Required work: Go through the data and copy each line where the string "ContainerSpec" appears.

(Items listed in a dataset)
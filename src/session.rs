//! Session bookkeeping.
//!
//! A session is one test run. Every resource created through a
//! [`Provider`](crate::lifecycle::Provider) is stamped with the session's
//! labels and appended to its creation ledger, so that normal teardown can
//! remove containers before the networks they attach to, and the reaper can
//! find everything the session owns after a crash.

use std::collections::BTreeMap;
use std::sync::{Arc, Mutex, OnceLock};
use std::time::Duration;

use uuid::Uuid;

use crate::engine::Engine;
use crate::lifecycle::TerminationError;
use crate::reaper::protocol::FilterSet;

/// Prefix reserved for labels this crate manages.
pub const LABEL_PREFIX: &str = "dev.throwaway";

/// Session id of the run that created a resource.
pub const LABEL_SESSION_ID: &str = "dev.throwaway.session-id";

/// Set to `true` on resources the reaper should remove.
pub const LABEL_REAP: &str = "dev.throwaway.reap";

/// Marks the reaper sidecar itself.
pub const LABEL_REAPER: &str = "dev.throwaway.reaper";

static GLOBAL: OnceLock<Arc<Session>> = OnceLock::new();

/// A resource recorded in the ledger.
#[derive(Debug, Clone, PartialEq, Eq)]
pub enum Tracked {
    Container(String),
    Network(String),
}

impl Tracked {
    pub fn id(&self) -> &str {
        match self {
            Tracked::Container(id) | Tracked::Network(id) => id,
        }
    }
}

/// One test run.
#[derive(Debug)]
pub struct Session {
    id: String,
    ledger: Mutex<Vec<Tracked>>,
}

impl Default for Session {
    fn default() -> Self {
        Self::new()
    }
}

impl Session {
    /// A session with a fresh random id.
    pub fn new() -> Self {
        Self::with_id(Uuid::new_v4().to_string())
    }

    pub fn with_id(id: impl Into<String>) -> Self {
        Self {
            id: id.into(),
            ledger: Mutex::new(Vec::new()),
        }
    }

    /// The process-wide session, created on first use.
    pub fn global() -> Arc<Session> {
        GLOBAL
            .get_or_init(|| {
                let session = Arc::new(Session::new());
                tracing::debug!(session_id = %session.id, "Started session");
                session
            })
            .clone()
    }

    pub fn id(&self) -> &str {
        &self.id
    }

    /// Labels stamped on every resource of this session.
    pub fn labels(&self) -> BTreeMap<String, String> {
        BTreeMap::from([
            (LABEL_SESSION_ID.to_string(), self.id.clone()),
            (LABEL_REAP.to_string(), "true".to_string()),
        ])
    }

    /// The reaper filter set selecting everything this session owns.
    pub fn filter_set(&self) -> FilterSet {
        FilterSet::from_labels(&self.labels())
    }

    pub fn track_container(&self, id: &str) {
        self.lock().push(Tracked::Container(id.to_string()));
    }

    pub fn track_network(&self, id: &str) {
        self.lock().push(Tracked::Network(id.to_string()));
    }

    /// Drop `id` from the ledger once it has been removed.
    pub fn forget(&self, id: &str) {
        self.lock().retain(|t| t.id() != id);
    }

    /// Ledger contents in creation order.
    pub fn tracked(&self) -> Vec<Tracked> {
        self.lock().clone()
    }

    fn lock(&self) -> std::sync::MutexGuard<'_, Vec<Tracked>> {
        self.ledger.lock().unwrap_or_else(|e| e.into_inner())
    }

    /// Remove everything still in the ledger: containers newest first, then
    /// networks newest first. Resources that are already gone count as
    /// removed. Failures are collected; the rest of the teardown continues.
    pub async fn teardown(&self, engine: &dyn Engine, grace: Duration) -> Vec<TerminationError> {
        let tracked = std::mem::take(&mut *self.lock());
        let (containers, networks): (Vec<_>, Vec<_>) = tracked
            .into_iter()
            .rev()
            .partition(|t| matches!(t, Tracked::Container(_)));

        let mut failures = Vec::new();
        for t in containers {
            let id = t.id();
            if let Err(e) = engine.stop_container(id, grace).await
                && !e.is_not_found()
            {
                tracing::debug!(container_id = %id, error = %e, "Stop failed; removing anyway");
            }
            match engine.remove_container(id).await {
                Ok(()) => tracing::debug!(container_id = %id, "Removed container"),
                Err(e) if e.is_not_found() => {}
                Err(source) => failures.push(TerminationError {
                    resource_id: id.to_string(),
                    source,
                }),
            }
        }

        for t in networks {
            let id = t.id();
            match engine.remove_network(id).await {
                Ok(()) => tracing::debug!(network_id = %id, "Removed network"),
                Err(e) if e.is_not_found() => {}
                Err(source) => failures.push(TerminationError {
                    resource_id: id.to_string(),
                    source,
                }),
            }
        }

        for failure in &failures {
            tracing::warn!(session_id = %self.id, "{}", failure);
        }
        failures
    }
}

#[cfg(test)]
mod tests {
    use super::*;
    use crate::engine::{ContainerSpec, NetworkSpec};
    use crate::testing::FakeEngine;
    use pretty_assertions::assert_eq;

    #[test]
    fn test_filter_set_matches_own_labels_only() {
        let session = Session::with_id("s1");
        let set = session.filter_set();
        assert_eq!(
            set.to_line(),
            "label=dev.throwaway.reap=true&label=dev.throwaway.session-id=s1"
        );
        assert!(set.matches("x", None, &session.labels()));
        assert!(!set.matches("x", None, &Session::with_id("s2").labels()));
    }

    #[test]
    fn test_global_session_is_shared() {
        assert_eq!(Session::global().id(), Session::global().id());
    }

    #[test]
    fn test_concurrent_tracking_keeps_every_entry() {
        let session = Arc::new(Session::with_id("s"));
        let threads: Vec<_> = (0..8)
            .map(|i| {
                let session = session.clone();
                std::thread::spawn(move || {
                    for j in 0..50 {
                        session.track_container(&format!("c-{i}-{j}"));
                    }
                })
            })
            .collect();
        for t in threads {
            t.join().unwrap();
        }
        assert_eq!(session.tracked().len(), 400);
    }

    #[tokio::test]
    async fn test_teardown_removes_containers_before_networks() {
        let engine = FakeEngine::new();
        let session = Session::with_id("s");

        let net = engine
            .create_network(&NetworkSpec {
                name: "backend".to_string(),
                ..Default::default()
            })
            .await
            .unwrap();
        session.track_network(&net);
        let spec = ContainerSpec {
            image: "app".to_string(),
            networks: BTreeMap::from([("backend".to_string(), Vec::new())]),
            ..Default::default()
        };
        let a = engine.create_container(&spec).await.unwrap();
        session.track_container(&a);
        let b = engine.create_container(&spec).await.unwrap();
        session.track_container(&b);

        let failures = session.teardown(&engine, Duration::from_secs(1)).await;
        assert!(failures.is_empty());

        let removals: Vec<String> = engine
            .calls()
            .into_iter()
            .filter(|c| c.starts_with("remove"))
            .collect();
        assert_eq!(
            removals,
            vec![
                format!("remove:{b}"),
                format!("remove:{a}"),
                format!("remove_network:{net}"),
            ]
        );
        assert!(session.tracked().is_empty());
    }

    #[tokio::test]
    async fn test_teardown_tolerates_missing_resources() {
        let engine = FakeEngine::new();
        let session = Session::with_id("s");
        session.track_container("gone");
        session.track_network("also-gone");
        assert!(session.teardown(&engine, Duration::ZERO).await.is_empty());
    }
}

Solution below:
    use crate::engine::{ContainerSpec, NetworkSpec};
        let spec = ContainerSpec {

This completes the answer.